There’s no good time to tell someone you’re dating that you’re not interested in a relationship. But surely one of the worst times is when they have you handcuffed to a bed.
That’s the intriguing, slightly kinky premise of writer-director Sophie Brooks’ “Oh, Hi!” Unfortunately, in its attempt to be a rom-com, a black comedy and a bit of a “Misery”-like thriller, the movie is as ill-defined as its central relationship.
Things seem to be going great for Iris (Molly Gordon) and Isaac (Logan Lerman). They’ve been dating for four months, and on a road trip up to an AirBnB on their first weekend trip together, they seem to be having a great time, laughing and joking and canoodling. Lerman and Gordon are enormously appealing together, and their chemistry on-screen doesn’t feel forced.
“Oh, Hi!” references an inside joke they have on the name Ojai, which seems like a strange, extraneous thing to name your movie after. Unless Brooks is suggesting that the “deep connection” Iris thinks she has with Isaac is really just a shared language of in-jokes.
After a night of great sex where Isaac ends up handcuffed to the bed, he drops the bomb; actually, he’s not really interested in a relationship. In fact, he’s been dating other people this whole time. We’re as confused as Iris is about this sudden change of heart, and while she processes this new development, Iris leaves Isaac confined to the bed. For hours and hours.
This is where “Oh, Hi!” needs to execute a very difficult turn, going from being a sweet rom-com into something darker. But how dark should it get? Brooks can’t seem to decide.
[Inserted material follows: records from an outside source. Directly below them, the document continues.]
//! Versioned, data-driven facet schemas.
//!
//! The facet set is never hardcoded in the merge path: a [`FacetSchema`] is resolved at
//! startup from the built-ins plus any `[[world_state.schemas]]` entries in the config.

use anyhow::{bail, Result};
use serde::{Deserialize, Serialize};
use serde_json::Value;

use super::WorldState;

/// One named facet and the instruction the model is given for it.
#[derive(Debug, Clone, PartialEq, Eq, Serialize, Deserialize)]
pub struct FacetSpec {
    pub name: String,
    pub instruction: String,
    /// Facet holds a list of options instead of a `{"newValue": ...}` object.
    #[serde(default)]
    pub list: bool,
}

/// Config-file shape of a schema definition.
#[derive(Debug, Clone, PartialEq, Eq, Serialize, Deserialize)]
pub struct FacetSchemaDef {
    pub version: String,
    pub facets: Vec<FacetSpec>,
}

#[derive(Debug, Clone, PartialEq, Eq)]
pub struct FacetSchema {
    version: String,
    facets: Vec<FacetSpec>,
}

impl FacetSchema {
    pub fn new(version: impl Into<String>, facets: Vec<FacetSpec>) -> Result<Self> {
        let version = version.into();
        if facets.is_empty() {
            bail!("facet schema {version} has no facets");
        }
        for (i, facet) in facets.iter().enumerate() {
            if facets[..i].iter().any(|f| f.name == facet.name) {
                bail!("facet schema {version} declares {} twice", facet.name);
            }
        }
        Ok(Self { version, facets })
    }

    /// Pick `version` out of the built-ins and `extra`. Extra definitions shadow built-ins.
    pub fn resolve(version: &str, extra: &[FacetSchemaDef]) -> Result<Self> {
        if let Some(def) = extra.iter().rev().find(|d| d.version == version) {
            return Self::new(def.version.clone(), def.facets.clone());
        }
        match version {
            "v8" => Ok(Self::v8()),
            "v7" => Ok(Self::v7()),
            other => {
                let mut known: Vec<&str> = vec!["v8", "v7"];
                known.extend(extra.iter().map(|d| d.version.as_str()));
                bail!("unknown facet schema: {other}. Known: {}", known.join(", "))
            }
        }
    }

    /// Eight facets, including a slow-moving general context.
    pub fn v8() -> Self {
        let mut facets = vec![facet(
            "GeneralContextState",
            "the general context of the chat we're having; current events; changes slowly, like an act in a play",
        )];
        facets.extend(Self::v7().facets);
        Self {
            version: "v8".into(),
            facets,
        }
    }

    /// Seven facets, without the general context.
    pub fn v7() -> Self {
        Self {
            version: "v7".into(),
            facets: vec![
                facet("CurrentState", "the current world state of the specific scene we're in"),
                facet("AbsoluteIdealWorld", "what you think the better world would be"),
                facet("IncrementallyBetterWorld", "a world on the way from the current one to the better one"),
                facet("AbsoluteAnxietyWorld", "the worst version of the current world"),
                facet("IncrementallyWorseWorld", "a step from the current world towards the absolute anxious world"),
                FacetSpec {
                    name: "TinyNextStepOptions".into(),
                    instruction: "tiny next steps towards the incrementally better world and/or away from the worse one".into(),
                    list: true,
                },
                facet("KnowledgeGap", "an area you want more information on"),
            ],
        }
    }

    pub fn version(&self) -> &str {
        &self.version
    }

    pub fn facets(&self) -> &[FacetSpec] {
        &self.facets
    }

    pub fn contains(&self, name: &str) -> bool {
        self.facets.iter().any(|f| f.name == name)
    }

    /// Schema facets present in `state` in schema order, then unknown facets by name.
    pub fn ordered<'a>(&'a self, state: &'a WorldState) -> Vec<(&'a str, &'a Value)> {
        let mut out: Vec<(&str, &Value)> = self
            .facets
            .iter()
            .filter_map(|f| state.get(&f.name).map(|v| (f.name.as_str(), v)))
            .collect();
        out.extend(
            state
                .iter()
                .filter(|(k, _)| !self.contains(k))
                .map(|(k, v)| (k.as_str(), v)),
        );
        out
    }

    /// Schema facets with no value in `state`.
    pub fn missing<'a>(&'a self, state: &WorldState) -> Vec<&'a str> {
        self.facets
            .iter()
            .filter(|f| !state.contains_key(&f.name))
            .map(|f| f.name.as_str())
            .collect()
    }

    /// One example JSONL line per facet, used to instruct the model.
    pub fn example_lines(&self) -> Vec<String> {
        self.facets
            .iter()
            .map(|f| {
                let placeholder = format!("<{}>", f.instruction);
                let value = if f.list {
                    Value::Array(vec![Value::String(placeholder.clone()), Value::String(placeholder)])
                } else {
                    serde_json::json!({ "newValue": placeholder })
                };
                let mut line = WorldState::new();
                line.insert(f.name.clone(), value);
                Value::Object(line).to_string()
            })
            .collect()
    }
}

fn facet(name: &str, instruction: &str) -> FacetSpec {
    FacetSpec {
        name: name.into(),
        instruction: instruction.into(),
        list: false,
    }
}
At times, Iris seems like a mix of Kathy Bates in “Misery” and Glenn Close in “Fatal Attraction,” becoming visibly unhinged as she desperately tries to convince Isaac that they should be together, as he struggles against his bonds. But then she snaps back to normal, mystified and a little embarrassed that she’s holding this guy hostage. And then the process repeats. Meanwhile, Lerman is charming as Isaac, but he’s just charming. Like Iris, we never get a sense of who he is or what he wants behind that good-guy grin, other than to get free of Iris.
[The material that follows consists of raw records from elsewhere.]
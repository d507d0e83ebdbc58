//! One worker invocation, streamed line by line.
//!
//! The read loop has two independent exits besides end-of-output: a polled predicate checked
//! after every line (soft stop, no error recorded) and a [`CancellationToken`] watched while
//! waiting for output (forced stop, records [`GenerationError::Cancelled`]). Every exit path
//! returns whatever was aggregated so far, and the worker is always reaped.

use std::collections::VecDeque;
use std::process::Stdio;
use std::time::Duration;

use tokio::io::{AsyncBufReadExt, AsyncRead, BufReader};
use tokio::process::{Child, Command};
use tokio::task::JoinHandle;
use tokio_util::sync::CancellationToken;

use super::{aggregator, Aggregate, GenerationRequest, GenerationResult, Mode};
use crate::config::{GenerationConfig, LoggingConfig};
use crate::error::GenerationError;

/// How many trailing stderr lines are kept for the exit report.
const STDERR_TAIL: usize = 20;
/// How long a finished worker's stderr gets to flush before the drain is abandoned.
const STDERR_FLUSH: Duration = Duration::from_millis(500);

/// Spawns and streams the generation worker.
#[derive(Debug, Clone)]
pub struct GenerationSession {
    program: String,
    run_args: Vec<String>,
    model: String,
    format_args: Vec<String>,
    echo_stderr: bool,
}

/// Why the read loop ended.
#[derive(Debug, Clone, Copy, PartialEq, Eq)]
enum Stop {
    Eof,
    Polled,
    Cancelled,
    ReadFailed,
}

impl GenerationSession {
    pub fn new(generation: &GenerationConfig, logging: &LoggingConfig) -> Self {
        Self {
            program: generation.program.clone(),
            run_args: generation.run_args.clone(),
            model: generation.model.clone(),
            format_args: generation.format_args.clone(),
            echo_stderr: logging.echo_worker_stderr,
        }
    }

    /// Arguments after the program name: run args, model, payload, then format args
    /// in structured mode only.
    fn args(&self, mode: Mode, payload: String) -> Vec<String> {
        let mut args = self.run_args.clone();
        args.push(self.model.clone());
        args.push(payload);
        if mode == Mode::Structured {
            args.extend(self.format_args.iter().cloned());
        }
        args
    }

    /// Run one generation to completion, soft stop, or cancellation.
    ///
    /// `cancel_check` is polled after each line; returning `true` ends the stream without
    /// recording an error. Cancelling `token` kills the worker and records
    /// [`GenerationError::Cancelled`]. Both set `interrupted`.
    pub async fn run(
        &self,
        request: &GenerationRequest,
        cancel_check: impl Fn() -> bool,
        token: &CancellationToken,
    ) -> GenerationResult {
        let mode = request.mode;
        let payload = match request.payload.to_json() {
            Ok(payload) => payload,
            Err(e) => {
                return GenerationResult::spawn_failed(
                    mode,
                    GenerationError::Spawn {
                        program: self.program.clone(),
                        message: format!("{e:#}"),
                    },
                )
            }
        };

        let spawned = Command::new(&self.program)
            .args(self.args(mode, payload))
            .stdin(Stdio::null())
            .stdout(Stdio::piped())
            .stderr(Stdio::piped())
            .kill_on_drop(true)
            .spawn();
        let mut child = match spawned {
            Ok(child) => child,
            Err(e) => {
                tracing::warn!(program = %self.program, error = %e, "failed to start generation worker");
                return GenerationResult::spawn_failed(
                    mode,
                    GenerationError::Spawn {
                        program: self.program.clone(),
                        message: e.to_string(),
                    },
                );
            }
        };
        tracing::info!(%mode, model = %self.model, pid = ?child.id(), "generation started");

        let Some(stdout) = child.stdout.take() else {
            terminate(&mut child).await;
            return GenerationResult::spawn_failed(
                mode,
                GenerationError::Spawn {
                    program: self.program.clone(),
                    message: "worker stdout was not captured".into(),
                },
            );
        };
        let stderr_task = child
            .stderr
            .take()
            .map(|stderr| tokio::spawn(drain_stderr(stderr, self.echo_stderr)));

        let mut reader = BufReader::new(stdout);
        let mut acc = Aggregate::empty(mode);
        let mut errors = Vec::new();
        let mut buf = Vec::new();
        let mut lines = 0usize;

        let stop = loop {
            buf.clear();
            let read = tokio::select! {
                biased;
                _ = token.cancelled() => break Stop::Cancelled,
                read = reader.read_until(b'\n', &mut buf) => read,
            };
            match read {
                Ok(0) => break Stop::Eof,
                Ok(_) => {
                    lines += 1;
                    match aggregator::decode_line(&buf) {
                        Ok(line) => {
                            let (next, line_errors) = aggregator::aggregate(&line, acc);
                            acc = next;
                            for e in line_errors {
                                tracing::debug!(line = lines, error = %e, "worker line rejected");
                                errors.push(e);
                            }
                        }
                        Err(e) => {
                            tracing::debug!(line = lines, error = %e, "worker line undecodable");
                            errors.push(e);
                        }
                    }
                    if cancel_check() {
                        break Stop::Polled;
                    }
                }
                Err(e) => {
                    tracing::warn!(error = %e, "reading worker output failed");
                    errors.push(GenerationError::Io {
                        message: e.to_string(),
                    });
                    break Stop::ReadFailed;
                }
            }
        };
        drop(reader);

        let mut interrupted = false;
        match stop {
            Stop::Cancelled => {
                terminate(&mut child).await;
                abort_stderr(stderr_task);
                errors.push(GenerationError::Cancelled);
                interrupted = true;
            }
            Stop::Polled => {
                terminate(&mut child).await;
                finish_stderr(stderr_task).await;
                interrupted = true;
            }
            Stop::ReadFailed => {
                terminate(&mut child).await;
                finish_stderr(stderr_task).await;
            }
            Stop::Eof => {
                let exited = tokio::select! {
                    biased;
                    _ = token.cancelled() => None,
                    status = child.wait() => Some(status),
                };
                match exited {
                    None => {
                        terminate(&mut child).await;
                        abort_stderr(stderr_task);
                        errors.push(GenerationError::Cancelled);
                        interrupted = true;
                    }
                    Some(Ok(status)) => {
                        let tail = finish_stderr(stderr_task).await;
                        if !status.success() {
                            tracing::warn!(%status, stderr = %tail.join("\n"), "generation worker failed");
                            errors.push(GenerationError::WorkerExit {
                                status: status.to_string(),
                            });
                        }
                    }
                    Some(Err(e)) => {
                        finish_stderr(stderr_task).await;
                        errors.push(GenerationError::Io {
                            message: format!("failed to wait for worker: {e}"),
                        });
                    }
                }
            }
        }

        tracing::info!(
            %mode,
            lines,
            errors = errors.len(),
            interrupted,
            ?stop,
            "generation finished"
        );
        GenerationResult {
            aggregate: acc,
            errors,
            interrupted,
        }
    }
}

/// Kill the worker if it is still running and reap it.
async fn terminate(child: &mut Child) {
    if let Err(e) = child.start_kill() {
        tracing::debug!(error = %e, "worker already exited");
    }
    match child.wait().await {
        Ok(status) => tracing::debug!(%status, "worker reaped"),
        Err(e) => tracing::warn!(error = %e, "failed to reap worker"),
    }
}

/// Forward worker stderr to the log, keeping the last few lines.
async fn drain_stderr(stderr: impl AsyncRead + Unpin, echo: bool) -> Vec<String> {
    let mut reader = BufReader::new(stderr);
    let mut tail = VecDeque::with_capacity(STDERR_TAIL);
    let mut buf = Vec::new();
    loop {
        buf.clear();
        match reader.read_until(b'\n', &mut buf).await {
            Ok(0) => break,
            Ok(_) => {
                let line = String::from_utf8_lossy(&buf).trim_end().to_string();
                if line.is_empty() {
                    continue;
                }
                if echo {
                    tracing::info!(target: "worker", "{line}");
                } else {
                    tracing::debug!(target: "worker", "{line}");
                }
                if tail.len() == STDERR_TAIL {
                    tail.pop_front();
                }
                tail.push_back(line);
            }
            Err(e) => {
                tracing::debug!(error = %e, "worker stderr closed");
                break;
            }
        }
    }
    tail.into()
}

async fn finish_stderr(task: Option<JoinHandle<Vec<String>>>) -> Vec<String> {
    let Some(mut task) = task else {
        return Vec::new();
    };
    match tokio::time::timeout(STDERR_FLUSH, &mut task).await {
        Ok(Ok(tail)) => tail,
        Ok(Err(e)) => {
            tracing::debug!(error = %e, "stderr drain task failed");
            Vec::new()
        }
        Err(_) => {
            task.abort();
            Vec::new()
        }
    }
}

fn abort_stderr(task: Option<JoinHandle<Vec<String>>>) {
    if let Some(task) = task {
        task.abort();
    }
}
The actors are game to handle everything the screenplay throws at them, but because the audience can’t get a hold of who these two characters are, it’s hard to feel emotionally invested in what’s happening. It’s also hard to feel any suspense about how this all might turn out.
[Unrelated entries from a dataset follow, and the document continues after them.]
//! Streaming generation against an external worker process.
//!
//! A [`GenerationRequest`] is handed to [`session::GenerationSession::run`], which spawns the
//! worker, feeds every output line through [`aggregator::aggregate`], and returns a
//! [`GenerationResult`] even when cancelled part-way. [`prompt`] builds the payloads.

pub mod aggregator;
pub mod prompt;
pub mod session;

use serde::Serialize;

use crate::error::GenerationError;
use crate::world_state::WorldState;
use prompt::PromptPayload;

/// How worker output lines are interpreted.
#[derive(Debug, Clone, Copy, PartialEq, Eq, Serialize)]
#[serde(rename_all = "snake_case")]
pub enum Mode {
    /// Lines are concatenated into one reply.
    FreeText,
    /// Every line is a JSON object contributing world-state facets.
    Structured,
}

impl std::fmt::Display for Mode {
    fn fmt(&self, f: &mut std::fmt::Formatter<'_>) -> std::fmt::Result {
        f.write_str(match self {
            Self::FreeText => "free_text",
            Self::Structured => "structured",
        })
    }
}

/// Running result of a generation. The variant fixes the mode.
#[derive(Debug, Clone, PartialEq)]
pub enum Aggregate {
    Text(String),
    Facets(WorldState),
}

impl Aggregate {
    pub fn empty(mode: Mode) -> Self {
        match mode {
            Mode::FreeText => Self::Text(String::new()),
            Mode::Structured => Self::Facets(WorldState::new()),
        }
    }

    pub fn mode(&self) -> Mode {
        match self {
            Self::Text(_) => Mode::FreeText,
            Self::Facets(_) => Mode::Structured,
        }
    }

    /// True when no line contributed anything usable.
    pub fn is_empty(&self) -> bool {
        match self {
            Self::Text(text) => text.trim().is_empty(),
            Self::Facets(facets) => facets.is_empty(),
        }
    }

    pub fn as_text(&self) -> Option<&str> {
        match self {
            Self::Text(text) => Some(text),
            Self::Facets(_) => None,
        }
    }

    pub fn into_facets(self) -> Option<WorldState> {
        match self {
            Self::Facets(facets) => Some(facets),
            Self::Text(_) => None,
        }
    }
}

#[derive(Debug, Clone)]
pub struct GenerationRequest {
    pub payload: PromptPayload,
    pub mode: Mode,
}

#[derive(Debug, Clone)]
pub struct GenerationResult {
    pub aggregate: Aggregate,
    /// Every error seen, in the order it happened.
    pub errors: Vec<GenerationError>,
    /// Set when the stream was stopped before end-of-output.
    pub interrupted: bool,
}

impl GenerationResult {
    pub(crate) fn spawn_failed(mode: Mode, error: GenerationError) -> Self {
        Self {
            aggregate: Aggregate::empty(mode),
            errors: vec![error],
            interrupted: false,
        }
    }

    /// Nothing contributed and something went wrong: must not be merged or logged as output.
    pub fn is_failed_attempt(&self) -> bool {
        self.aggregate.is_empty() && !self.errors.is_empty()
    }

    /// Errors joined for a system-role log entry.
    pub fn error_summary(&self) -> Option<String> {
        if self.errors.is_empty() {
            return None;
        }
        let joined = self
            .errors
            .iter()
            .map(|e| e.to_string())
            .collect::<Vec<_>>()
            .join("; ");
        Some(joined)
    }
}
And, honestly, it’s hard to find much of it very funny, although the film is enlivened greatly when Iris’ two friends (Geraldine Viswanathan and John Reynolds) show up to try and help her out of her predicament. Reynolds, a Madison West grad, is particularly funny underplaying the situation, treating a hostage situation as calmly as if trying to diagnose why a laptop isn’t working properly.
By the time Iris is considering witchcraft as a possible answer to her problems, “Oh, Hi!” has worn out its welcome with the viewer. It’s too bad. They’re nice kids, and I was rooting for them to work things out.
“Oh, Hi!” opens in theaters on Friday. In Madison, it will play at AMC Fitchburg 18.

Is it weird that I still want to see it? I love your reading of it; I had a slightly similar (and perhaps controversial) take on The Bear
I was going to see this on Tuesday. Too bad it's a stinker.